Fiscal Cliff and Payroll Changes for 2013
As of this writing, going off the fiscal cliff will likely affect 88 percent of U.S. taxpayers, with the average taxes rising by an average of $3,500 a year.
The reasons for this are that the Bush-era tax cuts are set to expire, which brings the tax system back to 2001 levels. Also set to lapse are a 2 percent payroll tax cut and a series of other temporary tax cuts that
President Obama enacted. These include:
- The enhanced dependent care credit
- The enhanced child credit
- The enhanced adoption credit
- The enhanced earned-income credit
- Repeal of personal exemption phase-out
- Repeal of limit on itemized deductions
- The Enhanced student loan interest deduction
- The exemption for mortgage debt forgiveness.
For your Payroll module, minimally this changes will require the following:
- Increasing the Employee Social Security Tax percent from 4.2 percent to 6.2 percent. – This 2 percent rise in payroll taxes would result in 160 million American wage earners seeing their tax bills increase by an average of $1,000.
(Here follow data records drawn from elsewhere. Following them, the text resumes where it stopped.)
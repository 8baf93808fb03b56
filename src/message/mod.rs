//! User Messages
//!
//! Stable catalog of actions and details plus the store of message records
//! produced when a lifecycle operation fails.

pub mod api;
pub mod catalog;

pub use api::*;
pub use catalog::*;
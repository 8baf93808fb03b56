//! API Server
//!
//! Serves the REST API over the lifecycle manager until shutdown is signalled.

use crate::error::{Error, Result};
use std::net::SocketAddr;
use std::sync::Arc;
use tokio::sync::broadcast;
use tracing::{error, info};

use super::rest::RestRouter;
use crate::controlplane::manager::LifecycleManager;

// =============================================================================
// Server Configuration
// =============================================================================

/// Configuration for the API server
#[derive(Debug, Clone)]
pub struct ApiServerConfig {
    /// REST API bind address
    pub rest_addr: SocketAddr,
    /// Max request body size
    pub max_body_size: usize,
}

impl Default for ApiServerConfig {
    fn default() -> Self {
        Self {
            rest_addr: SocketAddr::from(([0, 0, 0, 0], 8776)),
            max_body_size: 10 * 1024 * 1024, // 10MB
        }
    }
}

// =============================================================================
// API Server
// =============================================================================

/// REST API server
pub struct ApiServer {
    config: ApiServerConfig,
    manager: Arc<LifecycleManager>,
    shutdown_tx: broadcast::Sender<()>,
}

impl ApiServer {
    /// Create a new API server
    pub fn new(config: ApiServerConfig, manager: Arc<LifecycleManager>) -> Self {
        let (shutdown_tx, _) = broadcast::channel(1);

        Self {
            config,
            manager,
            shutdown_tx,
        }
    }

    /// Run the API server until shutdown
    pub async fn run(&self) -> Result<()> {
        info!("Starting block storage API server");
        info!("  REST API: {}", self.config.rest_addr);

        match self.spawn_rest_server().await {
            Ok(Ok(())) => Ok(()),
            Ok(Err(e)) => {
                error!("REST server error: {}", e);
                Err(e)
            }
            Err(e) => Err(Error::Internal(format!("REST server task failed: {}", e))),
        }
    }

    /// Spawn the REST server
    fn spawn_rest_server(&self) -> tokio::task::JoinHandle<Result<()>> {
        let addr = self.config.rest_addr;
        let router = RestRouter::new(self.manager.clone()).max_body_size(self.config.max_body_size);
        let shutdown_rx = self.shutdown_tx.subscribe();

        tokio::spawn(async move { run_rest_server(addr, router, shutdown_rx).await })
    }

    /// Trigger graceful shutdown
    pub fn shutdown(&self) {
        let _ = self.shutdown_tx.send(());
    }

    /// Handle that triggers shutdown from another task
    pub fn shutdown_handle(&self) -> broadcast::Sender<()> {
        self.shutdown_tx.clone()
    }
}

/// Run the REST API server
async fn run_rest_server(
    addr: SocketAddr,
    router: RestRouter,
    mut shutdown_rx: broadcast::Receiver<()>,
) -> Result<()> {
    let app = router.build();

    let listener = tokio::net::TcpListener::bind(addr)
        .await
        .map_err(|e| Error::Internal(format!("Failed to bind REST server: {}", e)))?;
    info!("REST API listening on {}", addr);

    axum::serve(listener, app)
        .with_graceful_shutdown(async move {
            let _ = shutdown_rx.recv().await;
            info!("REST server shutting down");
        })
        .await
        .map_err(|e| Error::Internal(format!("REST server error: {}", e)))?;

    Ok(())
}

#[cfg(test)]
mod tests {
    use super::*;
    use crate::controlplane::manager::testing::fixture;
    use std::time::Duration;

    #[test]
    fn test_default_config() {
        let config = ApiServerConfig::default();
        assert_eq!(config.rest_addr.port(), 8776);
        assert_eq!(config.max_body_size, 10 * 1024 * 1024);
    }

    #[tokio::test]
    async fn test_shutdown_stops_server() {
        let f = fixture().await;
        let config = ApiServerConfig {
            rest_addr: SocketAddr::from(([127, 0, 0, 1], 0)),
            ..Default::default()
        };
        let server = Arc::new(ApiServer::new(config, f.manager.clone()));
        let handle = server.shutdown_handle();

        let running = {
            let server = server.clone();
            tokio::spawn(async move { server.run().await })
        };
        tokio::time::sleep(Duration::from_millis(50)).await;
        let _ = handle.send(());

        let result = tokio::time::timeout(Duration::from_secs(5), running)
            .await
            .unwrap()
            .unwrap();
        assert!(result.is_ok());
    }
}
- As yet to be determined changes to the Federal Tax Table Percentages. – Federal Tax Tables will need to be adjusted – These specific changes may not be know until sometime in the first quarter of 2013. If tax changes are not enacted day one of 2013, it is likely that when the changes are finalized, it may require supplemental withholding for employees for the remainder of 2013.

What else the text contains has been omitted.